Contas do WhatsApp podem ser desativadas com apenas um email
Atualmente existem vários esquemas que se propagam via o WhatsApp, e que na maioria dos casos, pretendem levar as vítimas a fornecerem dados pessoais ou a fornecerem dados de pagamento e cartões de créditos a burlões.
No entanto, por norma, estes ataques necessitam que os utilizadores realizem algum género de atividade, nem que seja acederem diretamente aos links dos conteúdos maliciosos. Este é o método comum de como um utilizador mais desatento pode acabar por ser vítima de um esquema.
No entanto, existe um novo “truque” que alguns utilizadores estão a ser alvo, e que pode permitir desativar as contas do WhatsApp de utilizadores legítimos, mesmo que estes não sejam diretamente atacados ou alvo de esquemas.
Quando os utilizadores perdem os seus dispositivos ou números de telefone, o WhatsApp permite que estes possam cancelar as suas contas da plataforma de mensagens, evitando que a conta seja usada noutros dispositivos.
Este cancelamento da conta pode ser feito de várias formas, mas uma delas será via email. Nas FAQ do WhatsApp, relativamente à desativação de contas, é indicado que os utilizadores que tenham os seus números de telefone comprometidos ou perdidos, podem requerer diretamente ao suporte do WhatsApp para desativarem as suas contas.
Isto é feito com um simples email, que qualquer pessoa pode enviar. A mensagem de email pode conter apenas o assunto “Telemóvel perdido / roubado: desativem a minha conta”, com o conteúdo do número de telefone a desativar do WhatsApp.
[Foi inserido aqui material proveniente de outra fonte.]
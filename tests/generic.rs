use nacos_registry::{
    service::Builder, DiscoveryClient, NacosRegistry, NacosResolver, NetAddr, RegistryError,
    RegistryInfo,
};
use std::{
    sync::{
        atomic::{AtomicU64, Ordering},
        Arc,
    },
    time::Duration,
};
use tokio::sync::oneshot;

mod common;
use common::nacos::MockNacos;

const SERVICE_NAME: &str = "demo.hertz-contrib.test1";
const GROUPED_SERVICE_NAME: &str = "DEFAULT_GROUP@@demo.hertz-contrib.test1";

#[tokio::test]
async fn test_register_resolve_and_ping() {
    common::init_logging();
    let nacos = MockNacos::start().await;
    let naming_client = nacos.naming_client();

    let (listener, addr, app) = common::ping_server("pong1").await;
    let info = RegistryInfo::new(SERVICE_NAME, NetAddr::new("tcp", addr.to_string())).with_weight(10);

    let (stop_tx, stop_rx) = oneshot::channel::<()>();
    let service = Builder::new(info, Arc::new(NacosRegistry::new(Arc::clone(&naming_client))))
        .with_entrypoint(async move { axum::serve(listener, app).await.map_err(|e| e.to_string()) })
        .with_shutdown_signal(async move {
            let _ = stop_rx.await;
        })
        .build()
        .unwrap();
    let server = tokio::spawn(service.start());

    common::wait_for(
        || !nacos.instances(GROUPED_SERVICE_NAME).is_empty(),
        Duration::from_secs(2),
        "service registration",
    )
    .await;

    let registered = nacos.instances(GROUPED_SERVICE_NAME);
    assert_eq!(registered.len(), 1);
    assert_eq!(registered[0].port, addr.port());
    assert_eq!(registered[0].weight, 10.0);

    let client = DiscoveryClient::new(Arc::new(NacosResolver::new(Arc::clone(&naming_client))));
    let (status, body) = client
        .get(
            &format!("http://{}/ping", SERVICE_NAME),
            Duration::from_secs(1),
        )
        .await
        .expect("Request through service discovery failed");

    assert_eq!(200, status);
    assert_eq!("pong1", String::from_utf8(body).unwrap());

    // Stopping the server withdraws it from the registry.
    stop_tx.send(()).unwrap();
    server
        .await
        .unwrap()
        .expect("Service did not complete gracefully");
    assert!(nacos.instances(GROUPED_SERVICE_NAME).is_empty());
    assert_eq!(naming_client.beat_count().await, 0);
}

#[tokio::test]
async fn test_service_lifecycle_handlers() {
    common::init_logging();
    let nacos = MockNacos::start().await;
    let naming_client = nacos.naming_client();

    static MAIN_CALLS: AtomicU64 = AtomicU64::new(0);
    static INIT_CALLS: AtomicU64 = AtomicU64::new(0);
    static SHUTDOWN_CALLS: AtomicU64 = AtomicU64::new(0);

    // Service entrypoint that simulates some short work.
    async fn service_main() -> Result<(), String> {
        MAIN_CALLS.fetch_add(1, Ordering::SeqCst);
        tokio::time::sleep(Duration::from_millis(500)).await;
        Ok(())
    }

    async fn service_init() -> Result<(), String> {
        INIT_CALLS.fetch_add(1, Ordering::SeqCst);
        Ok(())
    }

    async fn service_shutdown() -> Result<(), String> {
        SHUTDOWN_CALLS.fetch_add(1, Ordering::SeqCst);
        Ok(())
    }

    let info = RegistryInfo::new("lifecycle", NetAddr::new("tcp", "127.0.0.1:9100"));
    let service = Builder::new(info, Arc::new(NacosRegistry::new(naming_client)))
        .with_initializer(service_init())
        .with_entrypoint(service_main())
        .with_shutdown_handler(service_shutdown())
        .build()
        .unwrap();

    service.start().await.unwrap();

    assert_eq!(1, MAIN_CALLS.load(Ordering::Relaxed), "Incorrect number of entrypoint invocations");
    assert_eq!(1, INIT_CALLS.load(Ordering::Relaxed), "Incorrect number of initializer invocations");
    assert_eq!(
        1,
        SHUTDOWN_CALLS.load(Ordering::Relaxed),
        "Incorrect number of shutdown handler invocations"
    );

    assert_eq!(nacos.registrations(), 1);
    assert!(nacos.instances("DEFAULT_GROUP@@lifecycle").is_empty());
}

#[tokio::test]
async fn test_initializer_failure_skips_registration() {
    let nacos = MockNacos::start().await;

    let info = RegistryInfo::new("never-registered", NetAddr::new("tcp", "127.0.0.1:9101"));
    let service = Builder::new(info, Arc::new(NacosRegistry::new(nacos.naming_client())))
        .with_initializer(async { Err(String::from("boom")) })
        .with_entrypoint(async { Ok(()) })
        .build()
        .unwrap();

    match service.start().await {
        Err(RegistryError::ServiceInitialize { service, error }) => {
            assert_eq!(service, "never-registered");
            assert_eq!(error, "boom");
        }
        other => panic!("Unexpected result: {:?}", other),
    }
    assert_eq!(nacos.registrations(), 0);
}

#[tokio::test]
async fn test_entrypoint_is_mandatory() {
    let nacos = MockNacos::start().await;
    let info = RegistryInfo::new("no-entrypoint", NetAddr::new("tcp", "127.0.0.1:9102"));

    let res = Builder::new(info, Arc::new(NacosRegistry::new(nacos.naming_client()))).build();
    assert!(matches!(res, Err(RegistryError::InvalidArgument { .. })));
}
use std::marker::{self, PhantomData};

use crate::dao::PoolType;

#[derive(Debug)]
pub struct Table<T> {
    pub pool: PoolType,
    _phantomdata: marker::PhantomData<T>,
}

impl<T> Table<T> {
    pub fn new(pool: PoolType) -> Self {
        Table {
            pool,
            _phantomdata: PhantomData,
        }
    }
}
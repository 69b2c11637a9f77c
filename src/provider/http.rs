use reqwest::{
    header::{HeaderMap, HeaderName, HeaderValue},
    Client,
};
use std::str::FromStr;
use std::time::Duration;

use crate::{
    configuration::Config,
    error::{self, Error},
    types::PushHeader,
};

#[derive(Debug)]
pub struct HTTP {
    pub http: Client,
    vapid_public_key: Vec<u8>,
}

impl HTTP {
    pub fn new(config: &Config) -> Result<HTTP, Error> {
        let http = match Client::builder()
            .timeout(Duration::from_secs(config.timeout))
            .build()
        {
            Ok(c) => c,
            Err(e) => {
                return Err(error::Error::ReqwestError(e));
            },
        };

        Ok(HTTP {
            http,
            vapid_public_key: config.vapid_public_key.clone(),
        })
    }

    /// Posts one encrypted Web Push message to a browser endpoint and
    /// returns the status code.
    pub async fn post_push(
        &self,
        url: String,
        signature: String,
        push_header: PushHeader,
        data: Vec<u8>,
    ) -> Result<u16, Error> {
        let mut header_map = HeaderMap::new();
        let bearer = format!("WebPush {}", &signature);

        header_map.insert(
            HeaderName::from_str("User-Agent")?,
            HeaderValue::from_str("medtrax-reminders")?,
        );

        header_map.insert(
            HeaderName::from_str("authorization")?,
            HeaderValue::from_str(bearer.as_str())?,
        );
        header_map.insert(
            HeaderName::from_str("content-encoding")?,
            HeaderValue::from_str("aes128gcm")?,
        );
        header_map.insert(
            HeaderName::from_str("ttl")?,
            HeaderValue::from_str(&push_header.ttl.to_string())?,
        );

        header_map.insert(
            HeaderName::from_str("urgency")?,
            HeaderValue::from_str(&push_header.urgency.to_string())?,
        );

        let vapid_pub_b64 = String::from_utf8(self.vapid_public_key.clone())
            .map_err(|_| {
                error::Error::InvalidHeader(String::from("invalid VAPID key"))
            })?;
        let crypto_key_value = format!("p256ecdsa={}", vapid_pub_b64.trim());
        header_map.insert(
            HeaderName::from_static("crypto-key"),
            HeaderValue::from_str(&crypto_key_value)?,
        );

        let data = self
            .http
            .post(url)
            .headers(header_map)
            .body(data)
            .send()
            .await?;
        let status = data.status().as_u16();

        Ok(status)
    }
}
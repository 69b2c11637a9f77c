use sqlx::{
    postgres::{PgPoolOptions, PgQueryResult, PgRow},
    PgPool, Postgres,
};

pub type PoolType = PgPool;
pub type PoolOption = PgPoolOptions;
pub type DBRow = PgRow;
pub type QueryResult = PgQueryResult;
pub type DataBase = Postgres;
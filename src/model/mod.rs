//! Database models module

mod models;
mod table;

pub use models::{
    MedicineReminder, NewMedicineReminder, NewReminderSchedule,
    PushSubscription, ReminderSchedule,
};
pub use table::Table;
//! Completion sweep for recurring reminders.

use chrono::Utc;
use tracing::info;

use crate::{
    configuration::{AppState, State},
    error::Error,
};

/// Closes every active reminder whose end date has passed. Idempotent: a
/// repeated run finds nothing left to update.
pub async fn complete_elapsed(
    app_state: &AppState<State>,
) -> Result<u64, Error> {
    let modified = app_state
        .database
        .medicine_reminder
        .complete_expired(Utc::now())
        .await?;

    if modified > 0 {
        info!("Marked {} reminders as completed", modified);
    }

    Ok(modified)
}
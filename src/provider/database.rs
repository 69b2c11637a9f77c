use crate::{
    configuration::Config,
    dao::{PoolOption, PoolType},
    error::Error,
    model::{MedicineReminder, PushSubscription, ReminderSchedule, Table},
};

#[derive(Debug)]
pub struct DatabasePool {
    pub push_subscription: Table<PushSubscription>,
    pub reminder_schedule: Table<ReminderSchedule>,
    pub medicine_reminder: Table<MedicineReminder>,
    pub pool: PoolType,
}

impl DatabasePool {
    pub async fn new(config: &Config) -> Result<DatabasePool, Error> {
        let pool = PoolOption::new()
            .max_connections(20)
            .connect(config.database_url.as_str())
            .await?;

        Ok(DatabasePool {
            push_subscription: Table::new(pool.clone()),
            reminder_schedule: Table::new(pool.clone()),
            medicine_reminder: Table::new(pool.clone()),
            pool,
        })
    }

    pub fn get_pool(&self) -> &PoolType {
        &self.pool
    }
}
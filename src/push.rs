//! Web Push delivery client.
//!
//! Encrypts a notification payload for a stored subscription and posts it
//! to the browser endpoint with a VAPID-signed authorization header.

use std::future::Future;

use base64::{engine::general_purpose::URL_SAFE_NO_PAD as BASE64_URL, Engine};
use chrono::Utc;
use jsonwebtoken::{encode, Algorithm, EncodingKey, Header};
use reqwest::Url;

use crate::{
    configuration::Config,
    error::Error,
    model::PushSubscription,
    provider::HTTP,
    types::{Claims, PushHeader, PushPayload, Urgency},
};

/// Seam between the dispatch loop and the wire. The loop only cares
/// whether a send succeeded; tests substitute a stub.
pub trait PushClient: Send + Sync {
    fn send(
        &self,
        subscription: &PushSubscription,
        payload: &PushPayload,
    ) -> impl Future<Output = Result<(), Error>> + Send;
}

#[derive(Debug)]
pub struct WebPushClient {
    http: HTTP,
    mail_to: String,
    vapid_private_key: Vec<u8>,
}

impl WebPushClient {
    pub fn new(config: &Config) -> Result<WebPushClient, Error> {
        Ok(WebPushClient {
            http: HTTP::new(config)?,
            mail_to: config.mail_to.clone(),
            vapid_private_key: config.vapid_private_key.clone(),
        })
    }
}

impl PushClient for WebPushClient {
    async fn send(
        &self,
        subscription: &PushSubscription,
        payload: &PushPayload,
    ) -> Result<(), Error> {
        let push_header = PushHeader {
            ttl: 24 * 60 * 60,
            urgency: Urgency::High,
        };

        let url = Url::parse(&subscription.endpoint)?;
        let exp = Utc::now().timestamp() + push_header.ttl;

        let scheme = url.scheme();
        let host = if let Some(h) = url.host() {
            h.to_string()
        } else {
            return Err(Error::InvalidOption {
                option: String::from("host"),
            });
        };

        let aud = format!("{}://{}", scheme, host);
        let sub = format!("mailto:{}", &self.mail_to);

        let key = EncodingKey::from_ec_pem(&self.vapid_private_key)?;
        let claims = Claims { aud, sub, exp };
        let token = encode(&Header::new(Algorithm::ES256), &claims, &key)?;

        let p256dh = BASE64_URL.decode(&subscription.p256dh)?;
        let auth = BASE64_URL.decode(&subscription.auth)?;

        let body = serde_json::to_string(payload)?;
        let data = ece::encrypt(&p256dh, &auth, body.as_bytes())?;

        let status = self
            .http
            .post_push(
                subscription.endpoint.to_owned(),
                token,
                push_header,
                data,
            )
            .await?;

        if !(200..300).contains(&status) {
            return Err(Error::PushRejected(status));
        }

        Ok(())
    }
}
Ou seja, tudo o que os atacantes necessitam é de saber o número de telefone da vítima, para poderem desativar as suas contas do WhatsApp.
O investigador de segurança Jake Moore realizou exatamente o teste a este sistema, e confirmou que sem qualquer validação, o WhatsApp pode ser rapidamente desativado através de um email. O investigador fez o teste com o seu próprio número de telefone para exemplo, tendo recebido a confirmação de que a Meta iria proceder com a desativação da conta.
No entanto, o mesmo afirma que foi apenas bloqueado de forma temporária, e que rapidamente conseguiu voltar a obter acesso à conta. Apesar disso, é um pequeno “truque” que pode tornar a vida complicada para algumas vítimas do mesmo.
Tendo em conta que o WhatsApp não possui nenhuma validação via email, os utilizadores podem enviar o pedido de desativação virtualmente de qualquer conta de email – desde que saibam o número de telefone da pessoa.
Mesmo que a conta não seja inteiramente desativada, a capacidade de desativar temporariamente o WhatsApp de alguém por uma simples mensagem de email é certamente um problema.
O esquema pode ainda ser conjugado com outros géneros de ataques, como ameaças, levando possíveis vitimas a acreditarem mais nos esquemas realizados pela plataforma – por exemplo, os atacantes podem ameaçar bloquear a conta do WhatsApp caso os utilizadores não realizem um pagamento.